Dataset entries
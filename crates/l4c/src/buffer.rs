//! crates/l4c/src/buffer.rs
//! Bounded record buffer used by the formatter.
//!
//! Each logger context owns one [`RecordBuffer`]. Records are rendered into
//! it and handed to the writer, after which the buffer is rewound: its length
//! drops to zero while the allocation is kept for the next record.
//!
//! The configured capacity bounds every individual formatting call rather
//! than the buffer as a whole. A call that would produce more than `capacity`
//! bytes fails and leaves the buffer exactly as it was before the call.

use std::fmt::{self, Write as _};

/// Reasons a formatting call into a [`RecordBuffer`] can fail.
#[derive(Clone, Copy, Debug, Eq, PartialEq, thiserror::Error)]
pub enum FormatError {
    /// The rendered text exceeded the buffer capacity.
    #[error("rendered text exceeds buffer capacity of {capacity} bytes")]
    Overflow {
        /// Capacity in effect for the failed call.
        capacity: usize,
    },
    /// A `Display` implementation reported an error.
    #[error("formatting trait implementation returned an error")]
    Fmt,
}

/// Growable byte buffer with a per-call formatting limit.
#[derive(Debug)]
pub struct RecordBuffer {
    bytes: Vec<u8>,
    capacity: usize,
}

impl RecordBuffer {
    /// Creates an empty buffer. A zero capacity is clamped to one byte.
    pub fn with_capacity(capacity: usize) -> Self {
        Self {
            bytes: Vec::new(),
            capacity: capacity.max(1),
        }
    }

    /// Configured capacity in bytes.
    pub const fn capacity(&self) -> usize {
        self.capacity
    }

    /// Replaces the capacity; pending bytes are kept.
    pub fn set_capacity(&mut self, capacity: usize) {
        self.capacity = capacity.max(1);
    }

    /// Number of pending bytes.
    pub fn len(&self) -> usize {
        self.bytes.len()
    }

    /// Whether no bytes are pending.
    pub fn is_empty(&self) -> bool {
        self.bytes.is_empty()
    }

    /// Whether pending bytes reached the capacity.
    pub fn is_full(&self) -> bool {
        self.bytes.len() >= self.capacity
    }

    /// Pending bytes.
    pub fn as_bytes(&self) -> &[u8] {
        &self.bytes
    }

    /// Logically empties the buffer, keeping its allocation.
    pub fn rewind(&mut self) {
        self.bytes.clear();
    }

    /// Drops pending bytes past `len`.
    pub fn truncate(&mut self, len: usize) {
        self.bytes.truncate(len);
    }

    /// Appends raw bytes without applying the formatting limit.
    pub fn push_bytes(&mut self, bytes: &[u8]) {
        self.bytes.extend_from_slice(bytes);
    }

    /// Renders `args`, returning the number of bytes appended.
    ///
    /// On failure the buffer is restored to its length before the call.
    ///
    /// # Examples
    ///
    /// ```
    /// use l4c::{FormatError, RecordBuffer};
    ///
    /// let mut buffer = RecordBuffer::with_capacity(8);
    /// assert_eq!(buffer.append_fmt(format_args!("{}-{}", 1, 2)), Ok(3));
    /// assert_eq!(
    ///     buffer.append_fmt(format_args!("{}", "too long for eight")),
    ///     Err(FormatError::Overflow { capacity: 8 })
    /// );
    /// assert_eq!(buffer.as_bytes(), b"1-2");
    /// ```
    pub fn append_fmt(&mut self, args: fmt::Arguments<'_>) -> Result<usize, FormatError> {
        let mark = self.bytes.len();
        let mut sink = Bounded {
            out: &mut self.bytes,
            remaining: self.capacity,
            overflowed: false,
        };
        let result = sink.write_fmt(args);
        let overflowed = sink.overflowed;
        match result {
            Ok(()) => Ok(self.bytes.len() - mark),
            Err(fmt::Error) => {
                self.bytes.truncate(mark);
                if overflowed {
                    Err(FormatError::Overflow {
                        capacity: self.capacity,
                    })
                } else {
                    Err(FormatError::Fmt)
                }
            }
        }
    }
}

struct Bounded<'a> {
    out: &'a mut Vec<u8>,
    remaining: usize,
    overflowed: bool,
}

impl fmt::Write for Bounded<'_> {
    fn write_str(&mut self, s: &str) -> fmt::Result {
        if s.len() > self.remaining {
            self.overflowed = true;
            return Err(fmt::Error);
        }
        self.remaining -= s.len();
        self.out.extend_from_slice(s.as_bytes());
        Ok(())
    }
}

#[cfg(test)]
mod tests;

WHAT THE TASK ASKS
Of the entries above, repeat exactly the lines between the line with "self.bytes.clear();" and the line with "the formatting limit.", inclusive, and no others.

SOLUTION
        self.bytes.clear();
    }

    /// Drops pending bytes past `len`.
    pub fn truncate(&mut self, len: usize) {
        self.bytes.truncate(len);
    }

    /// Appends raw bytes without applying the formatting limit.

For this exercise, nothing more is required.